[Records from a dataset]
━━━━━━━━━━━━━━━━━━━━

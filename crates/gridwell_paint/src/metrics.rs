//! Text measurement collaborator

/// Measures rendered text. Font shaping lives outside the core; this is the
/// only question the layout side needs answered.
pub trait TextMetrics: Send {
    /// Advance width of `text` at `size` px, in pixels.
    fn text_width(&self, text: &str, size: f32) -> f32;
}

/// Fixed-advance measurement used when no shaper is attached.
#[derive(Clone, Copy, Debug)]
pub struct MonospaceMetrics {
    /// Glyph advance as a fraction of the font size.
    pub advance: f32,
}

impl Default for MonospaceMetrics {
    fn default() -> Self {
        Self { advance: 0.6 }
    }
}

impl TextMetrics for MonospaceMetrics {
    fn text_width(&self, text: &str, size: f32) -> f32 {
        text.chars().count() as f32 * size.max(0.0) * self.advance
    }
}

#[cfg(test)]
mod tests {
    use super::*;

    #[test]
    fn test_monospace_counts_chars_not_bytes() {
        let m = MonospaceMetrics { advance: 0.5 };
        assert_eq!(m.text_width("abcd", 10.0), 20.0);
        assert_eq!(m.text_width("éé", 10.0), 10.0);
        assert_eq!(m.text_width("", 10.0), 0.0);
    }
}
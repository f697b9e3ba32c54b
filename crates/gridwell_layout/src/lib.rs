//! gridwell layout
//!
//! Immediate-mode grid layout for plugin-described UIs:
//!
//! - [`GridArray`]: one axis of cell constraints resolved to pixels
//! - [`DivTree`]: per-level node arena with stable identity and mark-and-sweep
//! - [`LevelStack`]: base screen plus modal dialogs
//! - [`LayoutMemory`]: scroll/resize state persisted by structural hash
//!
//! A frame looks like:
//!
//! ```
//! use gridwell_core::{GridRect, Size};
//! use gridwell_layout::{Axis, FrameInput, LayoutMemory, LevelStack};
//!
//! let mut memory = LayoutMemory::new();
//! let mut input = FrameInput::new();
//! let mut levels = LevelStack::new("main");
//!
//! levels.begin_tick(Size::new(640.0, 480.0), 20.0, &mut input, &mut memory);
//! let base = levels.current_mut();
//! base.tree.set_grid(Axis::X, 0, 4.0, 0.0, None, &memory).unwrap();
//! base.tree.set_grid(Axis::X, 1, 1.0, 100.0, None, &memory).unwrap();
//! base.div_start("sidebar", GridRect::new(0, 0, 1, 1), &memory);
//! base.div_end().unwrap();
//! assert!(levels.end_tick(&mut memory).is_empty());
//! ```

pub mod div;
pub mod error;
pub mod grid;
pub mod input;
pub mod level;
pub mod memory;
pub mod scroll;

pub use div::{DivId, DivNode, DivTree, PaintFrame};
pub use error::UsageError;
pub use grid::{GridArray, GridItem, ResizeSlot, MIN_EPSILON, RESIZER_BAND_PX};
pub use input::{DivFlags, FrameInput, InputEvent, TouchFlags};
pub use level::{Anchor, AnchorKind, Level, LevelStack, DIM_COLOR};
pub use memory::LayoutMemory;
pub use scroll::{Axis, ScrollConfig, ScrollState};
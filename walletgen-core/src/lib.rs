// walletgen-core/src/lib.rs

//! # walletgen-core
//!
//! Deterministic multi-chain wallet generator core: BIP-39 recovery phrase →
//! SLIP-0010 hardened derivation → chain-native key pair (Solana / Ethereum) →
//! ordered wallet collection mirrored xuống durable storage.
//!
//! Crate này là phần core không-UI của một browser wallet generator:
//! presentation layer gọi [`WalletStore`] qua bốn operations
//! (`generate_first`, `add_one`, `delete_at`, `clear_all`) và tự lo toàn bộ
//! visual feedback. Không network, không transaction signing, không CLI.
//!
//! # Example
//!
//! ```
//! use walletgen_core::{MemoryStorage, WalletStore};
//!
//! let mut store = WalletStore::new(MemoryStorage::new());
//! // Empty phrase → một recovery phrase 12 words mới được generate
//! let record = store.generate_first("", "501").unwrap();
//! assert_eq!(record.path, "m/44'/501'/0'/0'");
//! ```

pub mod chains;
pub mod crypto;
pub mod error;
pub mod store;
pub mod wallet;

// Re-exports for cleaner API access
pub use chains::{ChainKeyPair, ChainKind, EvmAddress};
pub use crypto::{DerivationPaths, PathDeriver, RecoveryPhrase, WordCount};
pub use error::{CryptoError, MnemonicError, WalletError, WalletResult};
pub use store::{MemoryStorage, StoragePort, WalletStore};
pub use wallet::{derive_wallet, WalletRecord};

━━━━━━━━━━━━━━━━━━━━

- HOW TO COMPLETE THIS TASK:
Each of the lines above should be printed again precisely as it reads.

- ANSWER FOR THIS EXERCISE:
filename crates/gridwell_paint/src/metrics.rs
//! Text measurement collaborator

/// Measures rendered text. Font shaping lives outside the core; this is the
/// only question the layout side needs answered.
pub trait TextMetrics: Send {
    /// Advance width of `text` at `size` px, in pixels.
    fn text_width(&self, text: &str, size: f32) -> f32;
}

/// Fixed-advance measurement used when no shaper is attached.
#[derive(Clone, Copy, Debug)]
pub struct MonospaceMetrics {
    /// Glyph advance as a fraction of the font size.
    pub advance: f32,
}

impl Default for MonospaceMetrics {
    fn default() -> Self {
        Self { advance: 0.6 }
    }
}

impl TextMetrics for MonospaceMetrics {
    fn text_width(&self, text: &str, size: f32) -> f32 {
        text.chars().count() as f32 * size.max(0.0) * self.advance
    }
}

#[cfg(test)]
mod tests {
    use super::*;

    #[test]
    fn test_monospace_counts_chars_not_bytes() {
        let m = MonospaceMetrics { advance: 0.5 };
        assert_eq!(m.text_width("abcd", 10.0), 20.0);
        assert_eq!(m.text_width("éé", 10.0), 10.0);
        assert_eq!(m.text_width("", 10.0), 0.0);
    }
}
repository f697b9e3ba32c54b
filename crates/gridwell_layout/src/lib.rs
//! gridwell layout
//!
//! Immediate-mode grid layout for plugin-described UIs:
//!
//! - [`GridArray`]: one axis of cell constraints resolved to pixels
//! - [`DivTree`]: per-level node arena with stable identity and mark-and-sweep
//! - [`LevelStack`]: base screen plus modal dialogs
//! - [`LayoutMemory`]: scroll/resize state persisted by structural hash
//!
//! A frame looks like:
//!
//! ```
//! use gridwell_core::{GridRect, Size};
//! use gridwell_layout::{Axis, FrameInput, LayoutMemory, LevelStack};
//!
//! let mut memory = LayoutMemory::new();
//! let mut input = FrameInput::new();
//! let mut levels = LevelStack::new("main");
//!
//! levels.begin_tick(Size::new(640.0, 480.0), 20.0, &mut input, &mut memory);
//! let base = levels.current_mut();
//! base.tree.set_grid(Axis::X, 0, 4.0, 0.0, None, &memory).unwrap();
//! base.tree.set_grid(Axis::X, 1, 1.0, 100.0, None, &memory).unwrap();
//! base.div_start("sidebar", GridRect::new(0, 0, 1, 1), &memory);
//! base.div_end().unwrap();
//! assert!(levels.end_tick(&mut memory).is_empty());
//! ```

pub mod div;
pub mod error;
pub mod grid;
pub mod input;
pub mod level;
pub mod memory;
pub mod scroll;

pub use div::{DivId, DivNode, DivTree, PaintFrame};
pub use error::UsageError;
pub use grid::{GridArray, GridItem, ResizeSlot, MIN_EPSILON, RESIZER_BAND_PX};
pub use input::{DivFlags, FrameInput, InputEvent, TouchFlags};
pub use level::{Anchor, AnchorKind, Level, LevelStack, DIM_COLOR};
pub use memory::LayoutMemory;
pub use scroll::{Axis, ScrollConfig, ScrollState};
filename walletgen-core/src/lib.rs
// walletgen-core/src/lib.rs

//! # walletgen-core
//!
//! Deterministic multi-chain wallet generator core: BIP-39 recovery phrase →
//! SLIP-0010 hardened derivation → chain-native key pair (Solana / Ethereum) →
//! ordered wallet collection mirrored xuống durable storage.
//!
//! Crate này là phần core không-UI của một browser wallet generator:
//! presentation layer gọi [`WalletStore`] qua bốn operations
//! (`generate_first`, `add_one`, `delete_at`, `clear_all`) và tự lo toàn bộ
//! visual feedback. Không network, không transaction signing, không CLI.
//!
//! # Example
//!
//! ```
//! use walletgen_core::{MemoryStorage, WalletStore};
//!
//! let mut store = WalletStore::new(MemoryStorage::new());
//! // Empty phrase → một recovery phrase 12 words mới được generate
//! let record = store.generate_first("", "501").unwrap();
//! assert_eq!(record.path, "m/44'/501'/0'/0'");
//! ```

pub mod chains;
pub mod crypto;
pub mod error;
pub mod store;
pub mod wallet;

// Re-exports for cleaner API access
pub use chains::{ChainKeyPair, ChainKind, EvmAddress};
pub use crypto::{DerivationPaths, PathDeriver, RecoveryPhrase, WordCount};
pub use error::{CryptoError, MnemonicError, WalletError, WalletResult};
pub use store::{MemoryStorage, StoragePort, WalletStore};
pub use wallet::{derive_wallet, WalletRecord};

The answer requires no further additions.